I am sure it is possible to proxy requests - if I am not mistaken, pyglet
already does some lazy import magic to avoid importing all libraries at once.
So, a simple redirect to fetch symbol from another package is fairly possible.

> To be honest I'd love to move these external libs into dependencies, we
> are effectively "forking" upstream libs and no surprise maintaining them
> is a hassle.

You're wished are contradicting. =) You need to choose between
"self-contained" or "with external dependencies". For me former outweighs
the latter significantly

> Besides these "dependencies" could even be optional, pypng is a fallback
> mechanism if you don't have a better option already installed in your
> system, and I guess same thing applies to pyglet.font.win32fontquery
> (you may not use it? I'm a little bit uninformed regarding this one).
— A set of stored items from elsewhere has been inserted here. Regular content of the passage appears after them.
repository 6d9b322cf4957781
//! Built-in canned answers and the sessions written on first boot.

use chrono::Utc;
use serde_json::json;
use uuid::Uuid;

use crate::models::{CannedAnswer, Message, Session, Table};

/// The six pre-authored answers, in rotation order.
pub fn canned_answers() -> Vec<CannedAnswer> {
    vec![
        CannedAnswer {
            id: Uuid::from_u128(0x6f1c_2a10_0b1e_4c55_9a01_0000_0000_0001),
            answer_text: "Quarterly performance analysis shows revenue growth across all quarters. Q1 revenue ₹10L, Q2 ₹11L, Q3 ₹12L. Profit margins: Q1 ₹1L, Q2 ₹1.2L, Q3 ₹1.5L.".to_string(),
            table: Table::from_rows(
                ["Company", "Q1 Revenue", "Q2 Revenue", "Q3 Revenue"],
                &[
                    ["Tech Solutions India", "₹10L", "₹11L", "₹12L"],
                    ["Digital Services Pvt Ltd", "₹8L", "₹9L", "₹10L"],
                    ["Innovation Hub", "₹12L", "₹13L", "₹14L"],
                ],
            ),
            metadata: json!({ "type": "financial", "source": "survey" }),
        },
        CannedAnswer {
            id: Uuid::from_u128(0x6f1c_2a10_0b1e_4c55_9a01_0000_0000_0002),
            answer_text: "Employee satisfaction survey results across IT companies. Overall satisfaction score: 78%. Key factors: work-life balance, salary, growth opportunities.".to_string(),
            table: Table::from_rows(
                ["Company", "Satisfaction %", "Employees", "Rating"],
                &[
                    ["Infosys Hyderabad", "82%", "1,250", "4.1/5"],
                    ["TCS Vijayawada", "79%", "980", "3.9/5"],
                    ["Wipro Visakhapatnam", "75%", "650", "3.8/5"],
                ],
            ),
            metadata: json!({ "type": "survey" }),
        },
        CannedAnswer {
            id: Uuid::from_u128(0x6f1c_2a10_0b1e_4c55_9a01_0000_0000_0003),
            answer_text: "Market share analysis for software companies in Andhra Pradesh. Top 3 companies hold 65% of the market. Growth rate: 12% YoY.".to_string(),
            table: Table::from_rows(
                ["Company", "Market Share %", "Revenue (₹Cr)", "Growth %"],
                &[
                    ["TechCorp India", "28%", "₹45", "15%"],
                    ["DataSoft Solutions", "22%", "₹38", "12%"],
                    ["CloudTech Systems", "15%", "₹28", "10%"],
                ],
            ),
            metadata: json!({ "type": "market" }),
        },
        CannedAnswer {
            id: Uuid::from_u128(0x6f1c_2a10_0b1e_4c55_9a01_0000_0000_0004),
            answer_text: "Customer retention survey results. Average retention rate: 85%. Top performing companies show 90%+ retention. Primary reasons: service quality and pricing.".to_string(),
            table: Table::from_rows(
                ["Company", "Retention %", "Customers", "Satisfaction"],
                &[
                    ["ServicePro Ltd", "92%", "5,420", "4.5/5"],
                    ["CustomerFirst Inc", "88%", "3,850", "4.3/5"],
                    ["Quality Services", "85%", "2,960", "4.1/5"],
                ],
            ),
            metadata: json!({ "type": "retention" }),
        },
        CannedAnswer {
            id: Uuid::from_u128(0x6f1c_2a10_0b1e_4c55_9a01_0000_0000_0005),
            answer_text: "Productivity metrics across development teams. Average productivity index: 7.8/10. Teams using agile methodology show 15% higher productivity.".to_string(),
            table: Table::from_rows(
                ["Company", "Productivity Index", "Team Size", "Projects"],
                &[
                    ["DevTech Solutions", "8.5/10", "45", "12"],
                    ["CodeWorks India", "8.0/10", "38", "10"],
                    ["Agile Systems", "7.5/10", "32", "8"],
                ],
            ),
            metadata: json!({ "type": "productivity" }),
        },
        CannedAnswer {
            id: Uuid::from_u128(0x6f1c_2a10_0b1e_4c55_9a01_0000_0000_0006),
            answer_text: "Technology adoption survey in Andhra Pradesh companies. Cloud adoption: 68%, AI/ML: 42%, DevOps: 55%. Top adopters show 25% efficiency improvement.".to_string(),
            table: Table::from_rows(
                ["Company", "Cloud %", "AI/ML %", "DevOps %"],
                &[
                    ["CloudFirst Technologies", "95%", "78%", "88%"],
                    ["AI Innovations Pvt Ltd", "82%", "92%", "75%"],
                    ["Modern Tech Solutions", "75%", "65%", "82%"],
                ],
            ),
            metadata: json!({ "type": "technology" }),
        },
    ]
}

/// Sessions written to a fresh or unreadable store file.
pub fn seed_sessions() -> Vec<Session> {
    let corpus = canned_answers();
    let seeds = [
        ("Quarterly revenue analysis", "Show quarterly revenue analysis", &corpus[0]),
        ("Employee satisfaction survey", "Employee satisfaction survey results", &corpus[1]),
    ];

    seeds
        .into_iter()
        .map(|(title, question, answer)| {
            let now = Utc::now();
            Session {
                session_id: Uuid::new_v4().to_string(),
                title: title.to_string(),
                created_at: now,
                last_updated: Some(now),
                messages: vec![Message::user(question), Message::assistant(answer)],
            }
        })
        .collect()
}
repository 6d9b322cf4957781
pub mod http;
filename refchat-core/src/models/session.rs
use chrono::{DateTime, Utc};
use serde::{Deserialize, Serialize};
use uuid::Uuid;

use super::message::Message;

pub const DEFAULT_TITLE: &str = "New Chat";
const TITLE_WORDS: usize = 6;

fn default_title() -> String {
    DEFAULT_TITLE.to_string()
}

#[derive(Debug, Clone, PartialEq, Serialize, Deserialize)]
#[serde(rename_all = "camelCase")]
pub struct Session {
    pub session_id: String,
    #[serde(default = "default_title")]
    pub title: String,
    #[serde(default)]
    pub created_at: DateTime<Utc>,
    #[serde(default, skip_serializing_if = "Option::is_none")]
    pub last_updated: Option<DateTime<Utc>>,
    #[serde(default)]
    pub messages: Vec<Message>,
}

/// Row shown in the session list.
#[derive(Debug, Clone, PartialEq, Serialize, Deserialize)]
#[serde(rename_all = "camelCase")]
pub struct SessionSummary {
    pub session_id: String,
    pub title: String,
    pub last_updated: DateTime<Utc>,
}

/// Reply to a new-chat request.
#[derive(Debug, Clone, PartialEq, Serialize, Deserialize)]
#[serde(rename_all = "camelCase")]
pub struct NewSession {
    pub session_id: String,
    pub title: String,
    pub created_at: DateTime<Utc>,
}

impl Session {
    pub fn new() -> Self {
        let now = Utc::now();
        Self {
            session_id: Uuid::new_v4().to_string(),
            title: DEFAULT_TITLE.to_string(),
            created_at: now,
            last_updated: Some(now),
            messages: Vec::new(),
        }
    }

    pub fn summary(&self) -> SessionSummary {
        SessionSummary {
            session_id: self.session_id.clone(),
            title: self.title.clone(),
            last_updated: self.last_updated.unwrap_or(self.created_at),
        }
    }

    pub fn new_session_reply(&self) -> NewSession {
        NewSession {
            session_id: self.session_id.clone(),
            title: self.title.clone(),
            created_at: self.created_at,
        }
    }

    /// Append a message and bump `last_updated`. The first user message names the session.
    pub fn push(&mut self, message: Message) {
        if self.messages.is_empty() && message.is_user() {
            self.title = generate_title(&message.text);
        }
        self.messages.push(message);
        self.last_updated = Some(Utc::now());
    }
}

impl Default for Session {
    fn default() -> Self {
        Self::new()
    }
}

/// First six whitespace-separated words, or [`DEFAULT_TITLE`] for blank text.
pub fn generate_title(text: &str) -> String {
    let title = text
        .split_whitespace()
        .take(TITLE_WORDS)
        .collect::<Vec<_>>()
        .join(" ");
    if title.is_empty() {
        DEFAULT_TITLE.to_string()
    } else {
        title
    }
}

#[cfg(test)]
mod tests {
    use super::*;
    use serde_json::json;

    #[test]
    fn test_title_keeps_six_words() {
        assert_eq!(
            generate_title("Show quarterly revenue analysis now please"),
            "Show quarterly revenue analysis now please"
        );
        assert_eq!(
            generate_title("Show quarterly revenue analysis now please and more"),
            "Show quarterly revenue analysis now please"
        );
    }

    #[test]
    fn test_title_collapses_whitespace() {
        assert_eq!(generate_title("  market\t share \n  2024 "), "market share 2024");
    }

    #[test]
    fn test_blank_title_falls_back() {
        assert_eq!(generate_title(""), DEFAULT_TITLE);
        assert_eq!(generate_title("   \n "), DEFAULT_TITLE);
    }

    #[test]
    fn test_title_fixed_after_first_user_message() {
        let mut session = Session::new();
        session.push(Message::user("Employee satisfaction survey results"));
        session.push(Message::user("something else entirely"));
        assert_eq!(session.title, "Employee satisfaction survey results");
        assert_eq!(session.messages.len(), 2);
    }

    #[test]
    fn test_summary_falls_back_to_created_at() {
        let session: Session = serde_json::from_value(json!({
            "sessionId": "legacy-1",
            "title": "Legacy",
            "createdAt": "2025-11-01T08:00:00Z",
            "messages": []
        }))
        .unwrap();

        let summary = session.summary();
        assert_eq!(summary.last_updated, session.created_at);
        let value = serde_json::to_value(&summary).unwrap();
        assert_eq!(value["sessionId"], "legacy-1");
        assert!(value["lastUpdated"].is_string());
    }

    #[test]
    fn test_sparse_record_reads_with_defaults() {
        let session: Session = serde_json::from_value(json!({
            "sessionId": "sparse",
            "messages": [{"role": "assistant"}]
        }))
        .unwrap();

        assert_eq!(session.title, DEFAULT_TITLE);
        assert_eq!(session.created_at, DateTime::<Utc>::default());
        assert_eq!(session.messages[0].text, "");
        assert!(serde_json::from_value::<Session>(json!({"title": "no id"})).is_err());
    }

    #[test]
    fn test_new_session_is_empty_with_default_title() {
        let session = Session::new();
        assert!(session.messages.is_empty());
        assert_eq!(session.title, DEFAULT_TITLE);
        assert!(Uuid::parse_str(&session.session_id).is_ok());
    }
}
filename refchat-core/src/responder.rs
//! Canned-answer selection.
//!
//! The router never indexes the corpus itself; it asks a [`ResponseSource`]
//! for the answer to the turn that was just appended, so the selection
//! policy can be swapped without touching storage.

use crate::error::{ChatError, ChatResult};
use crate::models::{CannedAnswer, Session};

pub trait ResponseSource: Send + Sync {
    /// Answer for `session`, whose latest message is the user's question.
    fn next(&self, session: &Session) -> CannedAnswer;
}

/// Cycles through a fixed corpus, one answer per user turn.
#[derive(Debug, Clone)]
pub struct RoundRobin {
    corpus: Vec<CannedAnswer>,
}

impl RoundRobin {
    pub fn new(corpus: Vec<CannedAnswer>) -> ChatResult<Self> {
        if corpus.is_empty() {
            return Err(ChatError::InvalidInput(
                "response corpus must not be empty".to_string(),
            ));
        }
        Ok(Self { corpus })
    }

    pub fn with_builtin_corpus() -> Self {
        Self {
            corpus: crate::corpus::canned_answers(),
        }
    }

    /// Corpus index for a session holding `message_count` messages after the user append.
    pub fn index_for(&self, message_count: usize) -> usize {
        (message_count.saturating_sub(1) / 2) % self.corpus.len()
    }
}

impl ResponseSource for RoundRobin {
    fn next(&self, session: &Session) -> CannedAnswer {
        self.corpus[self.index_for(session.messages.len())].clone()
    }
}
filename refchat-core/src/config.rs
use config::{Config, ConfigError, Environment, File};
use serde::Deserialize;

#[derive(Debug, Deserialize, Clone, Default)]
pub struct RefchatConfig {
    #[serde(default)]
    pub service: ServiceConfig,
    #[serde(default)]
    pub http: HttpConfig,
    #[serde(default)]
    pub store: StoreConfig,
}

#[derive(Debug, Deserialize, Clone)]
pub struct ServiceConfig {
    pub log_level: String,
}

impl Default for ServiceConfig {
    fn default() -> Self {
        Self {
            log_level: "info".to_string(),
        }
    }
}

#[derive(Debug, Deserialize, Clone)]
pub struct HttpConfig {
    pub host: String,
    pub port: u16,
    /// Browser origins allowed to call the API with credentials.
    pub allowed_origins: Vec<String>,
}

impl Default for HttpConfig {
    fn default() -> Self {
        Self {
            host: "127.0.0.1".to_string(),
            port: 5000,
            allowed_origins: vec![
                "https://refchat-app.vercel.app".to_string(),
                "http://localhost:3000".to_string(),
                "http://localhost:5000".to_string(),
            ],
        }
    }
}

#[derive(Debug, Deserialize, Clone)]
pub struct StoreConfig {
    /// Path of the JSON file holding every session.
    pub path: String,
}

impl Default for StoreConfig {
    fn default() -> Self {
        Self {
            path: "sessions.json".to_string(),
        }
    }
}

impl RefchatConfig {
    /// Load from an optional TOML file, then `REFCHAT__SECTION__KEY` env vars.
    pub fn load(path: &str) -> Result<Self, ConfigError> {
        let s = Config::builder()
            .add_source(File::with_name(path).required(false))
            .add_source(
                Environment::with_prefix("REFCHAT")
                    .separator("__")
                    .list_separator(",")
                    .with_list_parse_key("http.allowed_origins")
                    .try_parsing(true),
            )
            .build()?;
        s.try_deserialize()
    }

    pub fn bind_addr(&self) -> String {
        format!("{}:{}", self.http.host, self.http.port)
    }
}
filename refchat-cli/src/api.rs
//! HTTP client for the RefChat REST API.

use std::time::Duration;

use async_trait::async_trait;
use chrono::{DateTime, Utc};
use refchat_core::{Message, NewSession, Role, Session, SessionSummary, Table};
use serde::Deserialize;
use thiserror::Error;

pub const DEFAULT_SERVER: &str = "http://localhost:5000";

#[derive(Error, Debug)]
pub enum ClientError {
    #[error("connection failed to {url}: {source}")]
    Transport {
        url: String,
        #[source]
        source: reqwest::Error,
    },

    #[error("server returned {status}: {message}")]
    Status { status: u16, message: String },

    #[error("failed to parse response from {url}: {source}")]
    Decode {
        url: String,
        #[source]
        source: reqwest::Error,
    },
}

impl ClientError {
    pub fn is_not_found(&self) -> bool {
        matches!(self, ClientError::Status { status: 404, .. })
    }
}

/// Assistant message as returned by `POST /api/chat/:id`.
///
/// Older servers used `answerText`/`answer` and `id`; all spellings are accepted.
#[derive(Debug, Clone, Default, Deserialize)]
#[serde(rename_all = "camelCase")]
pub struct AssistantReply {
    pub text: Option<String>,
    pub answer_text: Option<String>,
    pub answer: Option<String>,
    pub table: Option<Table>,
    pub metadata: Option<serde_json::Value>,
    pub timestamp: Option<DateTime<Utc>>,
    pub answer_id: Option<String>,
    pub id: Option<String>,
}

impl AssistantReply {
    pub fn into_message(self) -> Message {
        let text = [self.text, self.answer_text, self.answer]
            .into_iter()
            .flatten()
            .find(|t| !t.is_empty())
            .unwrap_or_default();
        Message {
            role: Role::Assistant,
            text,
            timestamp: self.timestamp.unwrap_or_else(Utc::now),
            table: self.table,
            metadata: self.metadata,
            answer_id: self.answer_id.or(self.id),
        }
    }
}

#[derive(Debug, Clone, Deserialize)]
#[serde(rename_all = "camelCase")]
pub struct DeleteReply {
    pub message: String,
    pub session_id: Option<String>,
}

#[async_trait]
pub trait ChatApi: Send + Sync {
    async fn list_sessions(&self) -> Result<Vec<SessionSummary>, ClientError>;

    async fn create_session(&self) -> Result<NewSession, ClientError>;

    async fn get_session(&self, id: &str) -> Result<Session, ClientError>;

    async fn ask(&self, id: &str, question: &str) -> Result<AssistantReply, ClientError>;

    async fn delete_session(&self, id: &str) -> Result<DeleteReply, ClientError>;
}

pub struct HttpChatApi {
    base: String,
    client: reqwest::Client,
}

impl HttpChatApi {
    pub fn new(base: &str) -> Result<Self, ClientError> {
        let base = base.trim_end_matches('/').to_string();
        let client = reqwest::Client::builder()
            .timeout(Duration::from_secs(30))
            .build()
            .map_err(|source| ClientError::Transport {
                url: base.clone(),
                source,
            })?;
        Ok(Self { base, client })
    }

    pub fn base_url(&self) -> &str {
        &self.base
    }

    fn url(&self, path: &str) -> String {
        format!("{}{}", self.base, path)
    }

    async fn execute(
        &self,
        url: &str,
        request: reqwest::RequestBuilder,
    ) -> Result<reqwest::Response, ClientError> {
        let resp = request.send().await.map_err(|source| ClientError::Transport {
            url: url.to_string(),
            source,
        })?;

        let status = resp.status();
        if status.is_success() {
            return Ok(resp);
        }

        let body = resp.text().await.unwrap_or_default();
        let message = serde_json::from_str::<serde_json::Value>(&body)
            .ok()
            .and_then(|v| v["error"].as_str().map(str::to_string))
            .unwrap_or_else(|| format!("HTTP {}", status.as_u16()));
        tracing::warn!(%url, status = status.as_u16(), "Request failed: {}", message);
        Err(ClientError::Status {
            status: status.as_u16(),
            message,
        })
    }

    async fn get_json<T: serde::de::DeserializeOwned>(&self, path: &str) -> Result<T, ClientError> {
        let url = self.url(path);
        let resp = self.execute(&url, self.client.get(&url)).await?;
        resp.json()
            .await
            .map_err(|source| ClientError::Decode { url, source })
    }
}

#[async_trait]
impl ChatApi for HttpChatApi {
    async fn list_sessions(&self) -> Result<Vec<SessionSummary>, ClientError> {
        self.get_json("/api/sessions").await
    }

    async fn create_session(&self) -> Result<NewSession, ClientError> {
        self.get_json("/api/new-chat").await
    }

    async fn get_session(&self, id: &str) -> Result<Session, ClientError> {
        self.get_json(&format!("/api/session/{}", id)).await
    }

    async fn ask(&self, id: &str, question: &str) -> Result<AssistantReply, ClientError> {
        let url = self.url(&format!("/api/chat/{}", id));
        let request = self
            .client
            .post(&url)
            .json(&serde_json::json!({ "question": question }));
        let resp = self.execute(&url, request).await?;
        resp.json()
            .await
            .map_err(|source| ClientError::Decode { url, source })
    }

    async fn delete_session(&self, id: &str) -> Result<DeleteReply, ClientError> {
        let url = self.url(&format!("/api/session/{}", id));
        let resp = self.execute(&url, self.client.delete(&url)).await?;

        let is_json = resp
            .headers()
            .get(reqwest::header::CONTENT_TYPE)
            .and_then(|v| v.to_str().ok())
            .is_some_and(|v| v.contains("application/json"));
        if !is_json {
            return Ok(DeleteReply {
                message: "Session deleted successfully".to_string(),
                session_id: Some(id.to_string()),
            });
        }
        resp.json()
            .await
            .map_err(|source| ClientError::Decode { url, source })
    }
}

// ============================================================================
// Tests
// ============================================================================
Without win32fontquery you will not be able to check if a particular font
exists on Windows system (or query all fonts that exist). It can be a to
load *exact* font required, so this module can help to do this manually.
https://code.google.com/p/pyglet/issues/detail?id=678

> But I'm not sure if we can do it:
>
>  - pyglet is currently self-contained, for distribution this is gold!
>  - win32fontquery is not on PyPI, is it?

Not on PyPI, because it is a copy of more general lib
https://bitbucket.org/techtonik/fontquery
To be released on PyPI it needs Linux and MacOS support.
-- 
anatoly t.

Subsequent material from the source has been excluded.